(Data for review begins)

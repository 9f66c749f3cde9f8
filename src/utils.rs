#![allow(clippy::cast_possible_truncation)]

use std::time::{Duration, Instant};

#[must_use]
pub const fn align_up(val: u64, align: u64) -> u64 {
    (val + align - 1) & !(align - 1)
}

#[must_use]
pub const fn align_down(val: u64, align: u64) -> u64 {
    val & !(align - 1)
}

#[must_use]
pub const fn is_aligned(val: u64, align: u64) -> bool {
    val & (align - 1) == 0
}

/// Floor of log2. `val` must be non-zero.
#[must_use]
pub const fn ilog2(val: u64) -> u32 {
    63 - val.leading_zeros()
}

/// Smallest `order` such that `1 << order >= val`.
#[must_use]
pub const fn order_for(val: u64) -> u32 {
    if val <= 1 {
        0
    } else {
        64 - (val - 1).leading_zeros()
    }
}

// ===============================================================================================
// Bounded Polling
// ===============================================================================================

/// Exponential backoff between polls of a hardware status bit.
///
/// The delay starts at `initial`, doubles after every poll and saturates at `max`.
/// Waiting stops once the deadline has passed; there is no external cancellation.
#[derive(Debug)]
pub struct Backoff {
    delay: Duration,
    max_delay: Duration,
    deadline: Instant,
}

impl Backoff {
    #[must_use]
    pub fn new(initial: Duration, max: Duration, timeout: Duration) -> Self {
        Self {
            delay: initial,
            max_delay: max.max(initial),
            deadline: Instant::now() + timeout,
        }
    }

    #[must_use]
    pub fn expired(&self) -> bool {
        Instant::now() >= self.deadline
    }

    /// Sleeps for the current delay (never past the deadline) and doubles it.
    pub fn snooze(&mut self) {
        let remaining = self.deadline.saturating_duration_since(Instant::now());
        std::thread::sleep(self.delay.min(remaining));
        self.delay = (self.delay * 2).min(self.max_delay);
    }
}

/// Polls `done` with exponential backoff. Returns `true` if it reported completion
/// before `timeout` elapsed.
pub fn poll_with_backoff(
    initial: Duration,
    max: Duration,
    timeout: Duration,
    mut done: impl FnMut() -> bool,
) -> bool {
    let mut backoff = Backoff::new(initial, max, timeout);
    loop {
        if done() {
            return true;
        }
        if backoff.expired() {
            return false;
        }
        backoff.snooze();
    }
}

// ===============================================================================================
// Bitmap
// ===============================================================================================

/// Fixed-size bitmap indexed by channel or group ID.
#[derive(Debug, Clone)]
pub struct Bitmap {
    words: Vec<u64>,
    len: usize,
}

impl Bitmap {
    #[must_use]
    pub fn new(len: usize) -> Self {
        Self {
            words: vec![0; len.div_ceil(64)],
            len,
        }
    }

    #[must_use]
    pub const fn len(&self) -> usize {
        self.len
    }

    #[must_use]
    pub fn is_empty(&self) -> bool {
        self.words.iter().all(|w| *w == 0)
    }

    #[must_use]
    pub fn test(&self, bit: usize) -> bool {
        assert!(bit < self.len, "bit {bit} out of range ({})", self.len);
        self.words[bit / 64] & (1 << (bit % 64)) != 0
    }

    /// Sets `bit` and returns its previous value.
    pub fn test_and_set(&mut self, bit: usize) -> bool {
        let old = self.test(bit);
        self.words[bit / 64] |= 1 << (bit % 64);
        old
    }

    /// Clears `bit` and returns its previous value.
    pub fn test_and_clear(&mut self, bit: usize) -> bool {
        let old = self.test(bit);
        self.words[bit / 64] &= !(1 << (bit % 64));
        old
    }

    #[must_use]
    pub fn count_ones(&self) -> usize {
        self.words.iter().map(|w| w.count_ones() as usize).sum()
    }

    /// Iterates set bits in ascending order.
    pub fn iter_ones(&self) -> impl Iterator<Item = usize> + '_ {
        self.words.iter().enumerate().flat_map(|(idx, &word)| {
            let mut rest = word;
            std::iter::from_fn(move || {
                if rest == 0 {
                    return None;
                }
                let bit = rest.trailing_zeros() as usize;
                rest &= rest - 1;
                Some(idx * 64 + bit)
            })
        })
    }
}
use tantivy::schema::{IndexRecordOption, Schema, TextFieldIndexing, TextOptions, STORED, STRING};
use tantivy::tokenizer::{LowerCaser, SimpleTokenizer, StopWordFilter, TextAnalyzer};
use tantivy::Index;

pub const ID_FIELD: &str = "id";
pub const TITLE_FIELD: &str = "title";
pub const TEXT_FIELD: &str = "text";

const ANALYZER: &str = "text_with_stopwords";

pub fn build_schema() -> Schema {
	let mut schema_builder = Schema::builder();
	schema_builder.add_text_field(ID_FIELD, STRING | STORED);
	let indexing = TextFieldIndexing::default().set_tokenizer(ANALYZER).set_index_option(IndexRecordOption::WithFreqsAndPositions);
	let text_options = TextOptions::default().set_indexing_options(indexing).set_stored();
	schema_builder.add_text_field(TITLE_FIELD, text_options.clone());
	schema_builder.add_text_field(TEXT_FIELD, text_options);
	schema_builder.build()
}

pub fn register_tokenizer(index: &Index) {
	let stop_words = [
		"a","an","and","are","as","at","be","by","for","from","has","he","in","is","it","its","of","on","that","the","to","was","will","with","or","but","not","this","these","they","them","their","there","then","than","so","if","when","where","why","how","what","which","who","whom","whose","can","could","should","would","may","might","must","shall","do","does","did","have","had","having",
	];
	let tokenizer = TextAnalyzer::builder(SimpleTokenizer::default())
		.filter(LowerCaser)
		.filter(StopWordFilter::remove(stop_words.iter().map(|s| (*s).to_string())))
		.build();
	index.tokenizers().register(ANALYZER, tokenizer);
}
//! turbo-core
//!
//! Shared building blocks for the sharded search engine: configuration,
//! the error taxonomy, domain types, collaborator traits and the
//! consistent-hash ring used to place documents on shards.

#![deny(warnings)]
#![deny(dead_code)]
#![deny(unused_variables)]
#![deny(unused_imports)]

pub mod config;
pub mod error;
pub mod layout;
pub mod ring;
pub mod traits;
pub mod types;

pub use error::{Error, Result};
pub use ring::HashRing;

(Data for review ends)

* Task description
Scan the records above and count the lines that contain "struct". No text besides the count.

* Answer to this task
2